Yo soy el padre, ¿acaso no se supone que soy yo quien debe planificar las vacaciones familiares? Pero Ewa no solo había coordinado con un amigo para pedirle prestada la motocicleta que yo usaría, sino que había organizado el itinerario e incluso comprado los pasajes para el ferry. Y no me dejaría pagar. La antorcha había sido pasada de una generación a la siguiente. Me quedé sin palabras. No lo vi venir.

mi vieja harley no tiene medidor de combustible. Cuando se vacía el motor principal, la moto desacelera. Entonces estiras la mano izquierda y cambias al tanque auxiliar que es mucho más pequeño. En ese punto ya solo queda combustible para unos pocos kilómetros. Se supone que después de todos estos años ya debería advertir lo que sucede antes de quedarme sin combustible.

Pero allí estaba yo, el primer día de uno de mis viajes anuales con Ewa, en un tramo solitario de autopista camino hacia la frontera con los Estados Unidos en Sarnia, Ontario, cuando mi moto comenzó a balbucear hasta detenerse por completo. No había viviendas ni negocios a la vista. Ewa se volvía cada vez más pequeña a medida que avanzaba a la distancia, sin darse cuenta de que estaba viajando sola.

Cuando finalmente advirtió que yo ya no aparecía en su espejo retrovisor, regresó. Como padre, es una verdadera lección de humildad quedar en esa posición. Durante toda mi vida adulta en la crianza de mis hijos he seguido el ejemplo de mis propios padres: daba un paso al costado y ofrecía mi ayuda mientras Ewa, Ria y su hermano menor Michel encontraban su propio camino en la vida. Muy rara vez decía “no”.

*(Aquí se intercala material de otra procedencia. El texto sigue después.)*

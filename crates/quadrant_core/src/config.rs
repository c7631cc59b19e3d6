//! Core runtime configuration.
//!
//! # Responsibility
//! - Describe where the todo database and logs live.
//! - Carry the idle grace used by matrix view subscriptions.
//!
//! # Invariants
//! - Every field has a default; an empty JSON object is a valid config.

use crate::logging::default_log_level;
use serde::{Deserialize, Serialize};
use std::error::Error;
use std::fmt::{Display, Formatter};
use std::path::{Path, PathBuf};
use std::time::Duration;

const DEFAULT_DB_FILE_NAME: &str = "quadrant.sqlite3";
const DEFAULT_IDLE_GRACE_MS: u64 = 5_000;

/// Config loading failure.
#[derive(Debug)]
pub enum ConfigError {
    Io {
        path: PathBuf,
        source: std::io::Error,
    },
    Parse(serde_json::Error),
}

impl Display for ConfigError {
    fn fmt(&self, f: &mut Formatter<'_>) -> std::fmt::Result {
        match self {
            Self::Io { path, source } => {
                write!(f, "failed to read config `{}`: {source}", path.display())
            }
            Self::Parse(err) => write!(f, "invalid config: {err}"),
        }
    }
}

impl Error for ConfigError {
    fn source(&self) -> Option<&(dyn Error + 'static)> {
        match self {
            Self::Io { source, .. } => Some(source),
            Self::Parse(err) => Some(err),
        }
    }
}

/// Runtime settings for the todo core.
#[derive(Debug, Clone, PartialEq, Eq, Serialize, Deserialize)]
#[serde(default)]
pub struct CoreConfig {
    /// SQLite file holding the `todos` table.
    pub db_path: PathBuf,
    /// One of `trace|debug|info|warn|error`.
    pub log_level: String,
    /// Absolute directory for rolling log files; logging stays off when unset.
    pub log_dir: Option<PathBuf>,
    /// Zero-subscriber time before view live queries are released.
    pub idle_grace_ms: u64,
}

impl Default for CoreConfig {
    fn default() -> Self {
        Self {
            db_path: PathBuf::from(DEFAULT_DB_FILE_NAME),
            log_level: default_log_level().to_string(),
            log_dir: None,
            idle_grace_ms: DEFAULT_IDLE_GRACE_MS,
        }
    }
}

impl CoreConfig {
    pub fn from_json_str(raw: &str) -> Result<Self, ConfigError> {
        serde_json::from_str(raw).map_err(ConfigError::Parse)
    }

    pub fn from_json_file(path: impl AsRef<Path>) -> Result<Self, ConfigError> {
        let path = path.as_ref();
        let raw = std::fs::read_to_string(path).map_err(|source| ConfigError::Io {
            path: path.to_path_buf(),
            source,
        })?;
        Self::from_json_str(&raw)
    }

    pub fn idle_grace(&self) -> Duration {
        Duration::from_millis(self.idle_grace_ms)
    }
}

#[cfg(test)]
mod tests {
    use super::{ConfigError, CoreConfig};
    use std::path::PathBuf;
    use std::time::Duration;

    #[test]
    fn empty_object_yields_defaults() {
        let config = CoreConfig::from_json_str("{}").expect("empty config should parse");
        assert_eq!(config, CoreConfig::default());
        assert_eq!(config.idle_grace(), Duration::from_secs(5));
        assert_eq!(config.db_path, PathBuf::from("quadrant.sqlite3"));
    }

    #[test]
    fn partial_object_overrides_fields() {
        let config = CoreConfig::from_json_str(
            r#"{"db_path": "/tmp/todos.db", "idle_grace_ms": 250, "log_level": "warn"}"#,
        )
        .expect("partial config should parse");
        assert_eq!(config.db_path, PathBuf::from("/tmp/todos.db"));
        assert_eq!(config.idle_grace(), Duration::from_millis(250));
        assert_eq!(config.log_level, "warn");
        assert!(config.log_dir.is_none());
    }

    #[test]
    fn malformed_json_is_parse_error() {
        let err = CoreConfig::from_json_str("{not json").unwrap_err();
        assert!(matches!(err, ConfigError::Parse(_)));
    }

    #[test]
    fn missing_file_is_io_error() {
        let err = CoreConfig::from_json_file("/definitely/missing/quadrant.json").unwrap_err();
        assert!(matches!(err, ConfigError::Io { .. }));
    }
}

Pero cuando Ewa dijo que quería esperar junto a la moto detenida al costado del camino mientras yo buscaba combustible, le dije que de ninguna manera lo permitiría. No la dejaría allí completamente vulnerable quien sabe por cuánto tiempo. Ella insistió, pero me mostré firme y Ewa finalmente se rindió y fue ella quien partió en busca de la solución. Porque no importa qué edad tengan tus hijos, nunca dejas de ser padre.